Failure to Implement Timely Interventions to Prevent Facility-Acquired Pressure Ulcer
Penalty
Summary
The deficiency involves the facility’s failure to initiate timely and adequate interventions to prevent the development and progression of a pressure ulcer for Resident 27, who was identified as at risk for pressure ulcer development. The resident had multiple diagnoses including diabetes mellitus, osteoarthritis, heart failure, and muscle weakness, and had a BIMS score of five indicating severely impaired cognition. Assessments documented that the resident required extensive assistance of one to two staff for bed mobility, personal hygiene, dressing, repositioning, and transfers, and that she had a urinary catheter for constant urinary retention and incontinence.
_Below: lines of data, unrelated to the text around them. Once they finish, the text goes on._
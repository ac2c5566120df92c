//! Client configuration
//!
//! Environment variables read by [`ClientConfig::from_env`]:
//!
//! | Variable           | Default                 | Meaning                          |
//! |--------------------|-------------------------|----------------------------------|
//! | `MESA_BASE_URL`    | `http://localhost:8080` | REST API base URL                |
//! | `MESA_EVENT_ADDR`  | unset                   | TCP address of the event stream  |
//! | `MESA_TIMEOUT`     | `30`                    | Request timeout in seconds       |
//! | `MESA_SESSION_DIR` | system temp dir         | Directory for the session file   |

use std::path::PathBuf;
use std::time::Duration;

/// Default interval for waiter task and customer order polling.
pub const DEFAULT_TASK_POLL: Duration = Duration::from_secs(5);

/// Default interval for kitchen queue polling.
pub const DEFAULT_QUEUE_POLL: Duration = Duration::from_secs(10);

/// Default interval for table list polling.
pub const DEFAULT_TABLE_POLL: Duration = Duration::from_secs(15);

/// Client configuration for connecting to a Mesa server
#[derive(Debug, Clone)]
pub struct ClientConfig {
    /// Server base URL (e.g., "http://localhost:8080")
    pub base_url: String,

    /// TCP address of the push event stream (e.g., "127.0.0.1:9100").
    /// When unset the client runs on polling alone.
    pub event_addr: Option<String>,

    /// Bearer token for authentication
    pub token: Option<String>,

    /// Request timeout in seconds
    pub timeout: u64,

    /// Poll interval for pending orders and call requests
    pub task_poll: Duration,

    /// Poll interval for the kitchen queue (confirmed/preparing orders)
    pub queue_poll: Duration,

    /// Poll interval for the table list
    pub table_poll: Duration,

    /// Directory holding the persisted session file
    pub session_dir: PathBuf,
}

impl ClientConfig {
    /// Create a new client configuration
    pub fn new(base_url: impl Into<String>) -> Self {
        Self {
            base_url: base_url.into(),
            event_addr: None,
            token: None,
            timeout: 30,
            task_poll: DEFAULT_TASK_POLL,
            queue_poll: DEFAULT_QUEUE_POLL,
            table_poll: DEFAULT_TABLE_POLL,
            session_dir: std::env::temp_dir().join("mesa-client"),
        }
    }

    /// Build a configuration from `MESA_*` environment variables
    pub fn from_env() -> Self {
        let base_url = std::env::var("MESA_BASE_URL")
            .unwrap_or_else(|_| "http://localhost:8080".to_string());
        let mut config = Self::new(base_url);
        if let Ok(addr) = std::env::var("MESA_EVENT_ADDR") {
            config.event_addr = Some(addr);
        }
        if let Some(timeout) = std::env::var("MESA_TIMEOUT")
            .ok()
            .and_then(|v| v.parse().ok())
        {
            config.timeout = timeout;
        }
        if let Ok(dir) = std::env::var("MESA_SESSION_DIR") {
            config.session_dir = PathBuf::from(dir);
        }
        config
    }

    /// Set the event stream address
    pub fn with_event_addr(mut self, addr: impl Into<String>) -> Self {
        self.event_addr = Some(addr.into());
        self
    }

    /// Set the bearer token
    pub fn with_token(mut self, token: impl Into<String>) -> Self {
        self.token = Some(token.into());
        self
    }

    /// Set the request timeout
    pub fn with_timeout(mut self, seconds: u64) -> Self {
        self.timeout = seconds;
        self
    }

    /// Set the poll interval for pending orders and call requests
    pub fn with_task_poll(mut self, every: Duration) -> Self {
        self.task_poll = every;
        self
    }

    /// Set the poll interval for the kitchen queue
    pub fn with_queue_poll(mut self, every: Duration) -> Self {
        self.queue_poll = every;
        self
    }

    /// Set the poll interval for the table list
    pub fn with_table_poll(mut self, every: Duration) -> Self {
        self.table_poll = every;
        self
    }

    /// Set the session directory
    pub fn with_session_dir(mut self, dir: impl Into<PathBuf>) -> Self {
        self.session_dir = dir.into();
        self
    }

    /// Create an HTTP client from this configuration
    pub fn build_http_client(&self) -> crate::HttpClient {
        crate::HttpClient::new(self)
    }
}

impl Default for ClientConfig {
    fn default() -> Self {
        Self::new("http://localhost:8080")
    }
}

#[cfg(test)]
mod tests {
    use super::*;

    #[test]
    fn builder_overrides_defaults() {
        let config = ClientConfig::new("http://mesa.local")
            .with_event_addr("127.0.0.1:9100")
            .with_timeout(5)
            .with_task_poll(Duration::from_secs(7));

        assert_eq!(config.base_url, "http://mesa.local");
        assert_eq!(config.event_addr.as_deref(), Some("127.0.0.1:9100"));
        assert_eq!(config.timeout, 5);
        assert_eq!(config.task_poll, Duration::from_secs(7));
        assert_eq!(config.table_poll, DEFAULT_TABLE_POLL);
    }
}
The MDS and care plans identified the resident as at risk for skin impairment, with a history of refusing to lie down to relieve pressure from the buttocks, and indicated she was on a turning/repositioning program with nutritional or hydration interventions and a pressure-reducing device in her chair. A Braden Scale score of 16 further indicated risk for pressure ulcer development. Despite these identified risks and care plan directives, the resident developed a facility-acquired Stage 2 pressure ulcer on the left buttocks. Weekly wound assessments documented the presence and progression of an open area on the left buttocks, with measurements changing over time, including a lateral opening measuring 2.0 cm by 1.0 cm and later a left inner buttocks wound measuring 3.0 cm by 2.0 cm by 0.5 cm depth, and then 2.0 cm by 3.5 cm by 0.8 cm depth. The record noted that the resident became less mobile after sustaining a left 5th metatarsal fracture requiring a walking boot, and that she was incontinent and preferred to sit in a recliner and wheelchair rather than sleep in bed. The facility’s own Wound Assessment, Prevention and Treatment policy required timely skin assessments, Braden evaluations, and immediate implementation of plans to reduce pressure ulcer risk, but the development of a facility-acquired pressure ulcer under these known risk conditions demonstrated that timely preventive interventions were not effectively implemented.